======== Data to examine

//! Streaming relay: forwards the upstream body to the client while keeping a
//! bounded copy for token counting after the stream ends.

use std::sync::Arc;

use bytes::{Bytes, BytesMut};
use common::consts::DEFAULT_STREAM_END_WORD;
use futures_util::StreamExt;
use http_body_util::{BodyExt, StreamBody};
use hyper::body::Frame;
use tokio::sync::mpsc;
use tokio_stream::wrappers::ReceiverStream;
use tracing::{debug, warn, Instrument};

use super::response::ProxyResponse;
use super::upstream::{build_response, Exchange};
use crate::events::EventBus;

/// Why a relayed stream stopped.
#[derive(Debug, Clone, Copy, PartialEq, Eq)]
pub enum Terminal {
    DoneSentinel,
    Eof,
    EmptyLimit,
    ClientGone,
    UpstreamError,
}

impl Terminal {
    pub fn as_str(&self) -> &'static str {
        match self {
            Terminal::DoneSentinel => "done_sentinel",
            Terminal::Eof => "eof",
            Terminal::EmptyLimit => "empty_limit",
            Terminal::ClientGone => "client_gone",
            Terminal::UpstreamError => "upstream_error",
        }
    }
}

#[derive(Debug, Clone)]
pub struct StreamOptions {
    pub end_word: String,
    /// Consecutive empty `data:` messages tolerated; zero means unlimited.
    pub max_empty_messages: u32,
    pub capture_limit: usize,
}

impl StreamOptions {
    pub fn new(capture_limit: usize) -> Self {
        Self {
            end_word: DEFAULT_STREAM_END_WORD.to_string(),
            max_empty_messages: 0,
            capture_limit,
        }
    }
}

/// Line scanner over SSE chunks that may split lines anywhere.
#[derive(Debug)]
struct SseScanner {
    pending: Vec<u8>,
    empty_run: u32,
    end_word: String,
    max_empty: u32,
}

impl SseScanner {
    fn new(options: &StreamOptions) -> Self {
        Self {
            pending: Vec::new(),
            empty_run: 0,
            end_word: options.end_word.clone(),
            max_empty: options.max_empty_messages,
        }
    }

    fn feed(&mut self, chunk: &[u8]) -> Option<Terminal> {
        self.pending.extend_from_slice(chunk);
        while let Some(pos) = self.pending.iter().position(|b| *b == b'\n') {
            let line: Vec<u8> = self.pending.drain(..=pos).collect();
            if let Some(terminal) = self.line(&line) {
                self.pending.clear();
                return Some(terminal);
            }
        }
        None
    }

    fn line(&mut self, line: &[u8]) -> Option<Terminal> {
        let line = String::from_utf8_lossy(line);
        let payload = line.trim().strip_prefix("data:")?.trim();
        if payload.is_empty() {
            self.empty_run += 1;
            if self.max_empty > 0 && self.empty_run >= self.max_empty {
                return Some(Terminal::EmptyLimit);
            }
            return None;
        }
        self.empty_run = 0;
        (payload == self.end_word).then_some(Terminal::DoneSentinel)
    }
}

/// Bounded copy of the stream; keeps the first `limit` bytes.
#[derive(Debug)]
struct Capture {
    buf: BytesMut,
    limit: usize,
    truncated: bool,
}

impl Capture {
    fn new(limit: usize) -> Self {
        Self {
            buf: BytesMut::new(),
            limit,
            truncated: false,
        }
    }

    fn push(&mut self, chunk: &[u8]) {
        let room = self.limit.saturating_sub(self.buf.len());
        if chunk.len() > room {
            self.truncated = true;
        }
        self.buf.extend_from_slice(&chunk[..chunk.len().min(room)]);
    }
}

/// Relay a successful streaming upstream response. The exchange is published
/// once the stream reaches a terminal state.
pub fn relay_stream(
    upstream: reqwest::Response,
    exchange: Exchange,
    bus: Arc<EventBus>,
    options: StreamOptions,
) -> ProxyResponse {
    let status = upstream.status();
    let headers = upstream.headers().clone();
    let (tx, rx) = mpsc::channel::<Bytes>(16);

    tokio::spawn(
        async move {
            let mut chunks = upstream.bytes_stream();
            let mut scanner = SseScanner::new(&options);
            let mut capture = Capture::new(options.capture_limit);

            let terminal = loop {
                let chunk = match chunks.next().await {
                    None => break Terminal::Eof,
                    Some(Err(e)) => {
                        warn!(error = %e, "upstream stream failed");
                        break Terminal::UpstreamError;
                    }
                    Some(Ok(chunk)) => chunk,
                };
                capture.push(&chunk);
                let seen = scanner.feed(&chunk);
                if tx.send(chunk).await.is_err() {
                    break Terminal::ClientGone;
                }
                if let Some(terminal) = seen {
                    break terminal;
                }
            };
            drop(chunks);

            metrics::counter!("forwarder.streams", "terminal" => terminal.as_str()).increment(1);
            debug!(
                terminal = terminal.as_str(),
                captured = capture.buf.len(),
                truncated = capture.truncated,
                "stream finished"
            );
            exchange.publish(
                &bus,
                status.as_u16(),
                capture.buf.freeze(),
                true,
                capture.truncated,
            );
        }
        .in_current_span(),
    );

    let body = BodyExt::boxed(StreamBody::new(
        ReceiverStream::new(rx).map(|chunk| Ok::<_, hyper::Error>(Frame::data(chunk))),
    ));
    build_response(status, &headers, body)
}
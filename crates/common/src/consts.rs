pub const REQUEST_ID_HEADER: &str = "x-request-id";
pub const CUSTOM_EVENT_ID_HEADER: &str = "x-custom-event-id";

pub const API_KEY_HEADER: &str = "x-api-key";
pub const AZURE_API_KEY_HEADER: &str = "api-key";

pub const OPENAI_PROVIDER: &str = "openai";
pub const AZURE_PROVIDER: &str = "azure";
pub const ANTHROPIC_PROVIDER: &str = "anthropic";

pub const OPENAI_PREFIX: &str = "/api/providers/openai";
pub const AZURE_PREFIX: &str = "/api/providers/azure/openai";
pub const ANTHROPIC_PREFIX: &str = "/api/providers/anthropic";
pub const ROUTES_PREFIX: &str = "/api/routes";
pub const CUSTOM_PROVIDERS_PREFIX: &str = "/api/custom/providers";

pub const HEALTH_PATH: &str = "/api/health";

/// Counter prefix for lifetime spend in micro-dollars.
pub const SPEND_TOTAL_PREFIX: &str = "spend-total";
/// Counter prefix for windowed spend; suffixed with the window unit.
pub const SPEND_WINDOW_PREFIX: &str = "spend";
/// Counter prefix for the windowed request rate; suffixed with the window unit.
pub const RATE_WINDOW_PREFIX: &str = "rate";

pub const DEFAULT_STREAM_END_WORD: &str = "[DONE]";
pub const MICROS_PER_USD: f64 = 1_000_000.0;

================
======== Data to examine

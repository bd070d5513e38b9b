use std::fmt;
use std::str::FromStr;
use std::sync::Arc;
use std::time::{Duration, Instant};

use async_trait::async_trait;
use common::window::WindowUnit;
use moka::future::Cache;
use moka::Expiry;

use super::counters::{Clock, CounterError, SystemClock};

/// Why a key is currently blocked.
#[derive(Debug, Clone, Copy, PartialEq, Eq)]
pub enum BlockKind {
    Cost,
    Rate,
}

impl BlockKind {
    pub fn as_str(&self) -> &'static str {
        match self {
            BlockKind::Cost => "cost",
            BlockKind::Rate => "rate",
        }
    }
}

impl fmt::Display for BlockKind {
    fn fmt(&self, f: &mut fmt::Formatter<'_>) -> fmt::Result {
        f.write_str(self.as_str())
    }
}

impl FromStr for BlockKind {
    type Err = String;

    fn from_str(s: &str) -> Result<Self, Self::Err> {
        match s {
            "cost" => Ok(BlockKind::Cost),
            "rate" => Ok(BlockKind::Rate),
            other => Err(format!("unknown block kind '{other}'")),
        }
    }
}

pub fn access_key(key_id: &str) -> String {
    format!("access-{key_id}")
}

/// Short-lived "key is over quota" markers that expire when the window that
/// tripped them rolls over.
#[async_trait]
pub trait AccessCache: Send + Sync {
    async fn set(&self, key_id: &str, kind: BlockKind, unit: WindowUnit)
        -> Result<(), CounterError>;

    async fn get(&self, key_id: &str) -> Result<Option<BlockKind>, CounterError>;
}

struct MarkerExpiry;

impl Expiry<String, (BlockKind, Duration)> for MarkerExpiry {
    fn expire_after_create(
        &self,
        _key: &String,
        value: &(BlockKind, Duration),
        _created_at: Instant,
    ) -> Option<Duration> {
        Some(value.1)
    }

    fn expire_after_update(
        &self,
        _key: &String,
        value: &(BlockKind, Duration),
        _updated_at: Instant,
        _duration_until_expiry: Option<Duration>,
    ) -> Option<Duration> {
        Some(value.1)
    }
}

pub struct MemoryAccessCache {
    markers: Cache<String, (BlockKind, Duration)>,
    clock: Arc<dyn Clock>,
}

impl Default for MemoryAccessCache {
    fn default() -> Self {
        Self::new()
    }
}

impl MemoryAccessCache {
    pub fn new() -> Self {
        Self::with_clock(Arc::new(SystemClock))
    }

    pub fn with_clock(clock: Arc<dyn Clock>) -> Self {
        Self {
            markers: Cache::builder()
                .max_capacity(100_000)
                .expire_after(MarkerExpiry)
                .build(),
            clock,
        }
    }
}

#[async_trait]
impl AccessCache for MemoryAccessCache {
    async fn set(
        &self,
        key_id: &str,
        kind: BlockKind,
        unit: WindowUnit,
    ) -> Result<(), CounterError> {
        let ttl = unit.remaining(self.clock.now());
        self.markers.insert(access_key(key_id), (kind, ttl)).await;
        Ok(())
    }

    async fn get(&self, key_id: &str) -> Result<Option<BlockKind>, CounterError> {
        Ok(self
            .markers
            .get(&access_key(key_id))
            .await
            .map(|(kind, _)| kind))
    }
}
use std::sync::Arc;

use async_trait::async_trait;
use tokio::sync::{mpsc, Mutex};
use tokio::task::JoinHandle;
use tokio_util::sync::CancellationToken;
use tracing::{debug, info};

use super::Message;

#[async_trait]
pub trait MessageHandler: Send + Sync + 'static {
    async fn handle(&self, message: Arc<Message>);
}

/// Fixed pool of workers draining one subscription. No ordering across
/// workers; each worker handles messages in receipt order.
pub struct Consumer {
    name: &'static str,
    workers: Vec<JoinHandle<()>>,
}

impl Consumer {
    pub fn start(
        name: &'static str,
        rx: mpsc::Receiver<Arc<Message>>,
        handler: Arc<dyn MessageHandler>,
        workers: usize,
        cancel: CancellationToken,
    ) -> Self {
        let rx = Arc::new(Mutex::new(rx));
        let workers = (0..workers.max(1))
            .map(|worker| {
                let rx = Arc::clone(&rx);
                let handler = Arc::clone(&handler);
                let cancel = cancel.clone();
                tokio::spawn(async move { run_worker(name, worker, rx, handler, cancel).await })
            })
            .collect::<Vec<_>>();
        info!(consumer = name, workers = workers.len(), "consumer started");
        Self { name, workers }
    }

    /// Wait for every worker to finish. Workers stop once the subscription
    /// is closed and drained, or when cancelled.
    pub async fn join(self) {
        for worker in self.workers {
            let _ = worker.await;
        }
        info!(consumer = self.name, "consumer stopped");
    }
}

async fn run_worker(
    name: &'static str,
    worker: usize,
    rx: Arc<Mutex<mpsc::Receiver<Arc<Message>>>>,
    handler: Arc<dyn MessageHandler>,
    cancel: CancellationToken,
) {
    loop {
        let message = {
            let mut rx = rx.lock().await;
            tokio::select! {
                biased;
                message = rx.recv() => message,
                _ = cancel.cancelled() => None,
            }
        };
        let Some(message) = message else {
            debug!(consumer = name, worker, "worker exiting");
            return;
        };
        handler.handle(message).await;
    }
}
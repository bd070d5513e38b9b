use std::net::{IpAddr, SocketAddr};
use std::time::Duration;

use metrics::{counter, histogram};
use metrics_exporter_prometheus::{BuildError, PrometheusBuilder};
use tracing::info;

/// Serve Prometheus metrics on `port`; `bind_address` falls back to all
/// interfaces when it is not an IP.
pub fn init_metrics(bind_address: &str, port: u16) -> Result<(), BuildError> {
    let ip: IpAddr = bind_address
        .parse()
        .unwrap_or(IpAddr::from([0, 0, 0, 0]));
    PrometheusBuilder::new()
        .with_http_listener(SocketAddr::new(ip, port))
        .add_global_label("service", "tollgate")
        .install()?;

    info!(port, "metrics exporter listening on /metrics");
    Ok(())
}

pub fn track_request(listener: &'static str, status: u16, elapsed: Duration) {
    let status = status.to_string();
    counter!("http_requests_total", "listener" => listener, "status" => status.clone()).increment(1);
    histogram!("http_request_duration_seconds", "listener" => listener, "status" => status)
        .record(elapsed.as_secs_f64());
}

================

Required action – Extract every line of the records above that contains the word "return".

Exercise output –
                return Some(terminal);
                return Some(Terminal::EmptyLimit);
            return None;
            return;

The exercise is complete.